The Havana Urban Agriculture Policy was officially launched in 1998 with the creation of the National Urban Agriculture Group. It has an antecedent in the spontaneous production of food by the population with the onset of the food crisis experienced during the “Special period”after the fall of the socialist countries in the early 1990s.
Organization and creation of the policy
It was created to produce food to feed the city’s population, and has shown how it is possible to implement a permanent policy that fosters urban food production beyond times of crisis. The policy currently directly benefits 22,700 urban farmers and the general population, which was provided with 285,166 tons of vegetables produced in 2009.

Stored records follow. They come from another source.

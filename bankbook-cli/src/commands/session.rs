//! Session command - interactive account session on stdin

use std::io::{self, BufRead, Write};

use anyhow::Result;
use bankbook_core::domain::{format_money, AccountSummary, ApplyOutcome, Command, Transaction};
use bankbook_core::{BankbookContext, EntryPoint, LogEvent, OperationResult};
use serde::Serialize;

use super::get_context;
use crate::output;

const HELP: &str = "\
Commands:
  deposit <amount>    add money to the account
  withdraw <amount>   take money out
  loan <amount>       borrow (one loan at a time)
  repay               repay the whole loan
  status              show balance and loan status
  history             list transactions
  reset               start over with a fresh account
  help                show this help
  quit                end the session";

/// One line of session input
#[derive(Debug, Clone, Copy, PartialEq, Eq)]
pub enum SessionInput {
    Ledger(Command),
    Status,
    History,
    Reset,
    Help,
    Quit,
}

/// Parse a line; blank lines and `#` comments yield `None`
pub fn parse_line(line: &str) -> bankbook_core::domain::result::Result<Option<SessionInput>> {
    let line = line.trim();
    if line.is_empty() || line.starts_with('#') {
        return Ok(None);
    }

    let input = match line.to_lowercase().as_str() {
        "status" | "balance" => SessionInput::Status,
        "history" | "transactions" => SessionInput::History,
        "reset" => SessionInput::Reset,
        "help" | "?" => SessionInput::Help,
        "quit" | "exit" => SessionInput::Quit,
        _ => SessionInput::Ledger(line.parse()?),
    };
    Ok(Some(input))
}

#[derive(Serialize)]
struct HistoryView<'a> {
    summary: AccountSummary,
    transactions: &'a [Transaction],
}

/// Whether the session should keep reading input
#[derive(Debug, PartialEq, Eq)]
pub enum Flow {
    Continue,
    Stop,
}

/// JSON envelope for an applied command
///
/// A rejection is `success: false` with the reason code as `error` and the
/// unchanged account as `data`.
pub fn outcome_result(outcome: &ApplyOutcome, symbol: &str) -> OperationResult<AccountSummary> {
    let summary = outcome.state().summary(symbol);
    match outcome.reason() {
        Some(reason) => OperationResult::fail_with_data(summary, reason.code()),
        None => OperationResult::ok(summary),
    }
}

/// Run one session input against the context and print the result
pub fn execute(ctx: &BankbookContext, input: SessionInput, json: bool) -> Result<Flow> {
    let symbol = ctx.config.currency_symbol.as_str();

    match input {
        SessionInput::Ledger(command) => {
            let outcome = ctx.ledger.apply(command);
            if json {
                println!("{}", serde_json::to_string(&outcome_result(&outcome, symbol))?);
            } else {
                output::print_outcome(&command, &outcome, symbol);
            }
        }
        SessionInput::Status => {
            let state = ctx.ledger.snapshot();
            if json {
                println!("{}", serde_json::to_string(&state.summary(symbol))?);
            } else {
                output::print_status(&state, symbol);
            }
        }
        SessionInput::History => {
            let state = ctx.ledger.snapshot();
            if json {
                let view = HistoryView {
                    summary: state.summary(symbol),
                    transactions: state.transactions(),
                };
                println!("{}", serde_json::to_string(&view)?);
            } else {
                output::print_history(&state, symbol);
            }
        }
        SessionInput::Reset => {
            ctx.ledger.reset();
            ctx.log(LogEvent::new("session_reset"));
            if !json {
                output::warning("Account reset.");
            }
        }
        SessionInput::Help => {
            if !json {
                output::info(HELP);
                output::info(&format!(
                    "Loan limit: {}",
                    format_money(ctx.ledger.policy().loan_limit, symbol)
                ));
            }
        }
        SessionInput::Quit => return Ok(Flow::Stop),
    }

    Ok(Flow::Continue)
}

pub fn run(json: bool) -> Result<()> {
    let ctx = get_context(EntryPoint::Session)?;
    ctx.log(LogEvent::new("session_started"));

    let interactive = atty::is(atty::Stream::Stdin);
    if interactive && !json {
        output::info("Bank Account. Type 'help' for commands.");
        output::print_status(&ctx.ledger.snapshot(), &ctx.config.currency_symbol);
    }

    let stdin = io::stdin();
    let mut lines = stdin.lock().lines();
    loop {
        if interactive && !json {
            print!("> ");
            io::stdout().flush()?;
        }

        let Some(line) = lines.next() else {
            break;
        };
        let line = line?;

        match parse_line(&line) {
            Ok(None) => {}
            Ok(Some(input)) => {
                if execute(&ctx, input, json)? == Flow::Stop {
                    break;
                }
            }
            Err(e) => {
                if json {
                    let result: OperationResult<()> = Err(e).into();
                    println!("{}", serde_json::to_string(&result)?);
                } else {
                    output::error(&e.to_string());
                }
            }
        }
    }

    ctx.log(LogEvent::new("session_ended"));
    if interactive && !json {
        output::warning("Session ended. The account is not saved.");
    }
    Ok(())
}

The enactment of 18 Ministerial Resolutions, Decrees, Circulars and laws provide the legal framework for the activity. It is financed with public funds and the work of urban farmers. Over the years it has received funding from at least 11 international development cooperation agencies and institutions, which shows the interest generated by the policy on a global scale.
Main results
The results include a wide variety of programmes and activities, ranging from livestock farming and vegetable, herb, fruit and ornamental flower production to forestry, classified in the 28 Urban Agriculture sub-programmes within the National Urban Agriculture Programme promoted by the Ministry of Agriculture, organized within various legal institutions (UBPC, CCS, state farms, etc.) highlighting the activity’s capacity for organizational innovation.
Although the achievements are many and very varied, the activity must overcome various obstacles such as the production of high quality inputs to cope with the change of scale (fertilizers, plant pathogens, etc.).